WHAT YOU HAVE TO DO. Return every entry exactly as written.

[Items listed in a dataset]
//! Task types for the queue

use std::fmt;
use std::sync::Arc;
use std::sync::atomic::{AtomicBool, Ordering};
use std::time::Instant;

use serde::Serialize;

/// Unique task identifier, monotonically increasing per queue instance
#[derive(Debug, Clone, Copy, PartialEq, Eq, PartialOrd, Ord, Hash, Serialize)]
pub struct TaskId(pub u64);

impl fmt::Display for TaskId {
    fn fmt(&self, f: &mut fmt::Formatter<'_>) -> fmt::Result {
        write!(f, "{}", self.0)
    }
}

/// Identifier of a dispatched batch
#[derive(Debug, Clone, Copy, PartialEq, Eq, PartialOrd, Ord, Hash, Serialize)]
pub struct GroupId(pub u64);

impl fmt::Display for GroupId {
    fn fmt(&self, f: &mut fmt::Formatter<'_>) -> fmt::Result {
        write!(f, "{}", self.0)
    }
}

/// Why a task was cancelled or discarded
#[derive(Debug, Clone, PartialEq, Eq)]
pub enum CancelReason {
    /// The per-task timeout fired before the worker settled
    Timeout,
    /// The queue was stopped
    Stopped,
    /// The queue was cleared without a reason
    Cleared,
    /// A single task was cancelled by id
    Cancelled,
    /// The before-work hook dropped the task from its batch
    BeforeWork,
    /// Caller supplied reason
    Custom(String),
}

impl fmt::Display for CancelReason {
    fn fmt(&self, f: &mut fmt::Formatter<'_>) -> fmt::Result {
        match self {
            Self::Timeout => write!(f, "timeout"),
            Self::Stopped => write!(f, "stopped"),
            Self::Cleared => write!(f, "cleared"),
            Self::Cancelled => write!(f, "cancelled"),
            Self::BeforeWork => write!(f, "before-work"),
            Self::Custom(reason) => write!(f, "{}", reason),
        }
    }
}

impl From<&str> for CancelReason {
    fn from(reason: &str) -> Self {
        match reason {
            "timeout" => Self::Timeout,
            "stopped" => Self::Stopped,
            "cleared" => Self::Cleared,
            "cancelled" => Self::Cancelled,
            "before-work" => Self::BeforeWork,
            other => Self::Custom(other.to_string()),
        }
    }
}

/// Read-only snapshot of a task, handed to workers, hooks and listeners
///
/// The payload is shared, so snapshots are cheap to clone and the worker
/// sees exactly the value the caller pushed.
#[derive(Debug)]
pub struct TaskInfo<P> {
    pub id: TaskId,
    pub priority: i64,
    pub payload: Arc<P>,
    /// True exactly while the worker call is in flight
    pub running: bool,
    /// 0 for a pushed task, n for its n-th retry
    pub attempt: u32,
    pub added_at: Instant,
    cancelled: Arc<AtomicBool>,
}

impl<P> Clone for TaskInfo<P> {
    fn clone(&self) -> Self {
        Self {
            id: self.id,
            priority: self.priority,
            payload: Arc::clone(&self.payload),
            running: self.running,
            attempt: self.attempt,
            added_at: self.added_at,
            cancelled: Arc::clone(&self.cancelled),
        }
    }
}

impl<P> TaskInfo<P> {
    pub(crate) fn new(id: TaskId, payload: Arc<P>, priority: i64) -> Self {
        Self {
            id,
            priority,
            payload,
            running: false,
            attempt: 0,
            added_at: Instant::now(),
            cancelled: Arc::new(AtomicBool::new(false)),
        }
    }

    /// Borrow the payload
    pub fn payload(&self) -> &P {
        &self.payload
    }

    /// Replace the payload, keeping identity (for before-work hooks)
    pub fn with_payload(mut self, payload: P) -> Self {
        self.payload = Arc::new(payload);
        self
    }

    /// Whether the queue has cancelled this task
    ///
    /// Cancellation never interrupts a running worker; long running workers
    /// may poll this to stop early. Their result is ignored either way.
    pub fn is_cancelled(&self) -> bool {
        self.cancelled.load(Ordering::Acquire)
    }

    pub(crate) fn mark_cancelled(&self) {
        self.cancelled.store(true, Ordering::Release);
    }
}

pub(crate) type StartedFn = Box<dyn FnOnce() + Send>;
pub(crate) type SuccessFn<R> = Box<dyn FnOnce(&R) + Send>;
pub(crate) type FailedFn = Box<dyn FnOnce(&eyre::Report) + Send>;
pub(crate) type CancelFn = Box<dyn FnOnce(&CancelReason) + Send>;
pub(crate) type DiscardedFn = Box<dyn FnOnce(Option<&CancelReason>) + Send>;
pub(crate) type FinishedFn = Box<dyn FnOnce() + Send>;

/// Optional per-task lifecycle callbacks, each invoked at most once
pub struct TaskCallbacks<R> {
    pub(crate) on_started: Option<StartedFn>,
    pub(crate) on_success: Option<SuccessFn<R>>,
    pub(crate) on_failed: Option<FailedFn>,
    pub(crate) on_cancel: Option<CancelFn>,
    pub(crate) on_discarded: Option<DiscardedFn>,
    pub(crate) on_finished: Option<FinishedFn>,
}

impl<R> Default for TaskCallbacks<R> {
    fn default() -> Self {
        Self {
            on_started: None,
            on_success: None,
            on_failed: None,
            on_cancel: None,
            on_discarded: None,
            on_finished: None,
        }
    }
}

impl<R> fmt::Debug for TaskCallbacks<R> {
    fn fmt(&self, f: &mut fmt::Formatter<'_>) -> fmt::Result {
        f.debug_struct("TaskCallbacks")
            .field("on_started", &self.on_started.is_some())
            .field("on_success", &self.on_success.is_some())
            .field("on_failed", &self.on_failed.is_some())
            .field("on_cancel", &self.on_cancel.is_some())
            .field("on_discarded", &self.on_discarded.is_some())
            .field("on_finished", &self.on_finished.is_some())
            .finish()
    }
}

impl<R> TaskCallbacks<R> {
    pub fn new() -> Self {
        Self::default()
    }

    pub fn on_started(mut self, f: impl FnOnce() + Send + 'static) -> Self {
        self.on_started = Some(Box::new(f));
        self
    }

    pub fn on_success(mut self, f: impl FnOnce(&R) + Send + 'static) -> Self {
        self.on_success = Some(Box::new(f));
        self
    }

    pub fn on_failed(mut self, f: impl FnOnce(&eyre::Report) + Send + 'static) -> Self {
        self.on_failed = Some(Box::new(f));
        self
    }

    pub fn on_cancel(mut self, f: impl FnOnce(&CancelReason) + Send + 'static) -> Self {
        self.on_cancel = Some(Box::new(f));
        self
    }

    pub fn on_discarded(mut self, f: impl FnOnce(Option<&CancelReason>) + Send + 'static) -> Self {
        self.on_discarded = Some(Box::new(f));
        self
    }

    pub fn on_finished(mut self, f: impl FnOnce() + Send + 'static) -> Self {
        self.on_finished = Some(Box::new(f));
        self
    }
}

/// Lifetime counters for a queue
#[derive(Debug, Default, Clone, Serialize)]
pub struct QueueStats {
    pub total_added: u64,
    pub total_succeeded: u64,
    pub total_failed: u64,
    pub total_cancelled: u64,
    pub total_discarded: u64,
    pub total_retried: u64,
    pub peak_running: usize,
}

SOLUTION TO THIS EXERCISE.
//! Task types for the queue

use std::fmt;
use std::sync::Arc;
use std::sync::atomic::{AtomicBool, Ordering};
use std::time::Instant;

use serde::Serialize;

/// Unique task identifier, monotonically increasing per queue instance
#[derive(Debug, Clone, Copy, PartialEq, Eq, PartialOrd, Ord, Hash, Serialize)]
pub struct TaskId(pub u64);

impl fmt::Display for TaskId {
    fn fmt(&self, f: &mut fmt::Formatter<'_>) -> fmt::Result {
        write!(f, "{}", self.0)
    }
}

/// Identifier of a dispatched batch
#[derive(Debug, Clone, Copy, PartialEq, Eq, PartialOrd, Ord, Hash, Serialize)]
pub struct GroupId(pub u64);

impl fmt::Display for GroupId {
    fn fmt(&self, f: &mut fmt::Formatter<'_>) -> fmt::Result {
        write!(f, "{}", self.0)
    }
}

/// Why a task was cancelled or discarded
#[derive(Debug, Clone, PartialEq, Eq)]
pub enum CancelReason {
    /// The per-task timeout fired before the worker settled
    Timeout,
    /// The queue was stopped
    Stopped,
    /// The queue was cleared without a reason
    Cleared,
    /// A single task was cancelled by id
    Cancelled,
    /// The before-work hook dropped the task from its batch
    BeforeWork,
    /// Caller supplied reason
    Custom(String),
}

impl fmt::Display for CancelReason {
    fn fmt(&self, f: &mut fmt::Formatter<'_>) -> fmt::Result {
        match self {
            Self::Timeout => write!(f, "timeout"),
            Self::Stopped => write!(f, "stopped"),
            Self::Cleared => write!(f, "cleared"),
            Self::Cancelled => write!(f, "cancelled"),
            Self::BeforeWork => write!(f, "before-work"),
            Self::Custom(reason) => write!(f, "{}", reason),
        }
    }
}

impl From<&str> for CancelReason {
    fn from(reason: &str) -> Self {
        match reason {
            "timeout" => Self::Timeout,
            "stopped" => Self::Stopped,
            "cleared" => Self::Cleared,
            "cancelled" => Self::Cancelled,
            "before-work" => Self::BeforeWork,
            other => Self::Custom(other.to_string()),
        }
    }
}

/// Read-only snapshot of a task, handed to workers, hooks and listeners
///
/// The payload is shared, so snapshots are cheap to clone and the worker
/// sees exactly the value the caller pushed.
#[derive(Debug)]
pub struct TaskInfo<P> {
    pub id: TaskId,
    pub priority: i64,
    pub payload: Arc<P>,
    /// True exactly while the worker call is in flight
    pub running: bool,
    /// 0 for a pushed task, n for its n-th retry
    pub attempt: u32,
    pub added_at: Instant,
    cancelled: Arc<AtomicBool>,
}

impl<P> Clone for TaskInfo<P> {
    fn clone(&self) -> Self {
        Self {
            id: self.id,
            priority: self.priority,
            payload: Arc::clone(&self.payload),
            running: self.running,
            attempt: self.attempt,
            added_at: self.added_at,
            cancelled: Arc::clone(&self.cancelled),
        }
    }
}

impl<P> TaskInfo<P> {
    pub(crate) fn new(id: TaskId, payload: Arc<P>, priority: i64) -> Self {
        Self {
            id,
            priority,
            payload,
            running: false,
            attempt: 0,
            added_at: Instant::now(),
            cancelled: Arc::new(AtomicBool::new(false)),
        }
    }

    /// Borrow the payload
    pub fn payload(&self) -> &P {
        &self.payload
    }

    /// Replace the payload, keeping identity (for before-work hooks)
    pub fn with_payload(mut self, payload: P) -> Self {
        self.payload = Arc::new(payload);
        self
    }

    /// Whether the queue has cancelled this task
    ///
    /// Cancellation never interrupts a running worker; long running workers
    /// may poll this to stop early. Their result is ignored either way.
    pub fn is_cancelled(&self) -> bool {
        self.cancelled.load(Ordering::Acquire)
    }

    pub(crate) fn mark_cancelled(&self) {
        self.cancelled.store(true, Ordering::Release);
    }
}

pub(crate) type StartedFn = Box<dyn FnOnce() + Send>;
pub(crate) type SuccessFn<R> = Box<dyn FnOnce(&R) + Send>;
pub(crate) type FailedFn = Box<dyn FnOnce(&eyre::Report) + Send>;
pub(crate) type CancelFn = Box<dyn FnOnce(&CancelReason) + Send>;
pub(crate) type DiscardedFn = Box<dyn FnOnce(Option<&CancelReason>) + Send>;
pub(crate) type FinishedFn = Box<dyn FnOnce() + Send>;

/// Optional per-task lifecycle callbacks, each invoked at most once
pub struct TaskCallbacks<R> {
    pub(crate) on_started: Option<StartedFn>,
    pub(crate) on_success: Option<SuccessFn<R>>,
    pub(crate) on_failed: Option<FailedFn>,
    pub(crate) on_cancel: Option<CancelFn>,
    pub(crate) on_discarded: Option<DiscardedFn>,
    pub(crate) on_finished: Option<FinishedFn>,
}

impl<R> Default for TaskCallbacks<R> {
    fn default() -> Self {
        Self {
            on_started: None,
            on_success: None,
            on_failed: None,
            on_cancel: None,
            on_discarded: None,
            on_finished: None,
        }
    }
}

impl<R> fmt::Debug for TaskCallbacks<R> {
    fn fmt(&self, f: &mut fmt::Formatter<'_>) -> fmt::Result {
        f.debug_struct("TaskCallbacks")
            .field("on_started", &self.on_started.is_some())
            .field("on_success", &self.on_success.is_some())
            .field("on_failed", &self.on_failed.is_some())
            .field("on_cancel", &self.on_cancel.is_some())
            .field("on_discarded", &self.on_discarded.is_some())
            .field("on_finished", &self.on_finished.is_some())
            .finish()
    }
}

impl<R> TaskCallbacks<R> {
    pub fn new() -> Self {
        Self::default()
    }

    pub fn on_started(mut self, f: impl FnOnce() + Send + 'static) -> Self {
        self.on_started = Some(Box::new(f));
        self
    }

    pub fn on_success(mut self, f: impl FnOnce(&R) + Send + 'static) -> Self {
        self.on_success = Some(Box::new(f));
        self
    }

    pub fn on_failed(mut self, f: impl FnOnce(&eyre::Report) + Send + 'static) -> Self {
        self.on_failed = Some(Box::new(f));
        self
    }

    pub fn on_cancel(mut self, f: impl FnOnce(&CancelReason) + Send + 'static) -> Self {
        self.on_cancel = Some(Box::new(f));
        self
    }

    pub fn on_discarded(mut self, f: impl FnOnce(Option<&CancelReason>) + Send + 'static) -> Self {
        self.on_discarded = Some(Box::new(f));
        self
    }

    pub fn on_finished(mut self, f: impl FnOnce() + Send + 'static) -> Self {
        self.on_finished = Some(Box::new(f));
        self
    }
}

/// Lifetime counters for a queue
#[derive(Debug, Default, Clone, Serialize)]
pub struct QueueStats {
    pub total_added: u64,
    pub total_succeeded: u64,
    pub total_failed: u64,
    pub total_cancelled: u64,
    pub total_discarded: u64,
    pub total_retried: u64,
    pub peak_running: usize,
}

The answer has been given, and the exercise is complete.